Four weeks ago I started an exciting new project – a public art commission, with fellow artist Sue Edkins. As I reported in a previous post, we have the luxury of a studio just behind Orleans House Gallery for the first couple of months of 2015, and we have been using it to develop our ideas and experiment in the medium of collage.
We’ll be working with community groups to produce three large framed works, to be installed in June at Diamond Jubilee Gardens, Twickenham, all on a theme of WW1 and local stories connected with the war.
The last few weeks have been spent researching local history – fascinating stories about local heroes like Frank Edwards and Billie Nevill, who are associated with raising morale through football at the front. We’ve also visited the Hearsum Collection at Pembroke Lodge in Richmond Park, to get an idea of what the park was like during the war – it had a South African Military Hospital as well as a huge training camp, and it was also the site for some top secret anti-zeppelin experiments.

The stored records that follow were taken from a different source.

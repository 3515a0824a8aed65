// SPDX-License-Identifier: AGPL-3.0-only
// Copyright (C) 2024 Jonathan Lee
// This program is free software: you can redistribute it and/or modify
// it under the terms of the GNU Affero General Public License version 3
// as published by the Free Software Foundation.
// This program is distributed in the hope that it will be useful,
// but WITHOUT ANY WARRANTY; without even the implied warranty of
// MERCHANTABILITY or FITNESS FOR A PARTICULAR PURPOSE.
// See the GNU Affero General Public License for more details.
// You should have received a copy of the GNU Affero General Public License
// along with this program. If not, see https://www.gnu.org/licenses/.

use crate::normalise::normalise;
use chrono::{DateTime, NaiveDateTime, Utc};
use serde::{de, Deserialize, Deserializer, Serialize};
use serde_json::Value;
use std::collections::HashSet;
use tally::AnalysisResults;

/// One processed query, as stored on disk.
#[derive(Debug, Clone, PartialEq, Serialize, Deserialize)]
pub struct MemoryEntry {
    /// Written as RFC 3339; read back from any ISO-8601 date-time.
    #[serde(deserialize_with = "deserialize_timestamp")]
    pub timestamp: DateTime<Utc>,
    pub query: String,
    pub agents_used: Vec<String>,
    pub results: Value,
    pub insights: String,
}

impl MemoryEntry {
    pub fn new(
        query: impl Into<String>,
        agents_used: Vec<String>,
        results: Value,
        insights: impl Into<String>,
    ) -> Self {
        Self {
            timestamp: Utc::now(),
            query: query.into(),
            agents_used,
            results,
            insights: insights.into(),
        }
    }

    /// Captures a finished interaction; insights are joined one per line.
    pub fn record(
        query: &str,
        agents_used: &[String],
        results: &AnalysisResults,
        insights: &[String],
    ) -> Self {
        Self::new(
            query,
            agents_used.to_vec(),
            normalise(results),
            insights.join("\n"),
        )
    }

    pub fn tokens(&self) -> HashSet<String> {
        tokenize(&self.query)
    }
}

/// Layouts accepted for timestamps written without an offset.
const NAIVE_TIMESTAMP_FORMATS: &[&str] = &["%Y-%m-%dT%H:%M:%S%.f", "%Y-%m-%d %H:%M:%S%.f"];

/// Parses an ISO-8601 date-time. Values without an offset are taken as UTC.
fn parse_timestamp(raw: &str) -> Option<DateTime<Utc>> {
    if let Ok(stamped) = DateTime::parse_from_rfc3339(raw) {
        return Some(stamped.with_timezone(&Utc));
    }
    NAIVE_TIMESTAMP_FORMATS
        .iter()
        .find_map(|format| NaiveDateTime::parse_from_str(raw, format).ok())
        .map(|naive| naive.and_utc())
}

fn deserialize_timestamp<'de, D>(deserializer: D) -> std::result::Result<DateTime<Utc>, D::Error>
where
    D: Deserializer<'de>,
{
    let raw = String::deserialize(deserializer)?;
    parse_timestamp(&raw)
        .ok_or_else(|| de::Error::custom(format!("invalid ISO-8601 timestamp '{raw}'")))
}

/// Case-folded whitespace tokens. No stemming and no stopword removal.
pub fn tokenize(text: &str) -> HashSet<String> {
    text.to_lowercase()
        .split_whitespace()
        .map(str::to_string)
        .collect()
}

/// Number of distinct tokens two texts share.
pub fn overlap(query_tokens: &HashSet<String>, text: &str) -> usize {
    tokenize(text).intersection(query_tokens).count()
}

#[cfg(test)]
mod tests {
    use super::*;

    #[test]
    fn tokens_are_case_folded_sets() {
        let tokens = tokenize("Sales  TREND sales\tanalysis");
        assert_eq!(tokens.len(), 3);
        assert!(tokens.contains("trend"));
    }

    #[test]
    fn overlap_counts_shared_words_once() {
        let query = tokenize("sales trend");
        assert_eq!(overlap(&query, "trend detection sales"), 2);
        assert_eq!(overlap(&query, "Sales sales sales"), 1);
        assert_eq!(overlap(&query, "region comparison"), 0);
        assert_eq!(overlap(&query, "sales-trend"), 0);
    }

    #[test]
    fn timestamps_with_and_without_offsets_parse() {
        let naive = parse_timestamp("2025-01-01T10:00:00.123456").unwrap();
        assert_eq!(naive.to_rfc3339(), "2025-01-01T10:00:00.123456+00:00");
        let shifted = parse_timestamp("2025-01-01T12:00:00+02:00").unwrap();
        assert_eq!(shifted, parse_timestamp("2025-01-01 10:00:00").unwrap());
        assert_eq!(parse_timestamp("yesterday"), None);
    }
}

We’ve got a wealth of material but needed to develop a visual language for the work. The Imperial War Museum’s current exhibition, Truth and Memory, was very inspiring, particularly Paul Nash’s paintings and drawings of ravaged landscapes and torn trees. And although he was to become a war artist for a later war, John Piper’s loose torn paper collages from the 1930s seemed to trigger some ideas. Working with monoprint to create scratchy, rough textures, and prepared painted sheets within a strict colour palette, we are starting to work out how the work could look, and how school groups can play an important role in making the work.
We’ll be developing our ideas further next week, and visiting the Richmond Local History archive, as well as the Rugby Museum. We’ve also welcomed a new person to the project, Ruby Maddock – a recent graduate looking for experience in the field of community art. Thanks for joining us, Ruby! And many thanks to the arts and education team at Orleans House, Robert and Lauren at the Hearsum Collection, and everyone else who has been so helpful so far.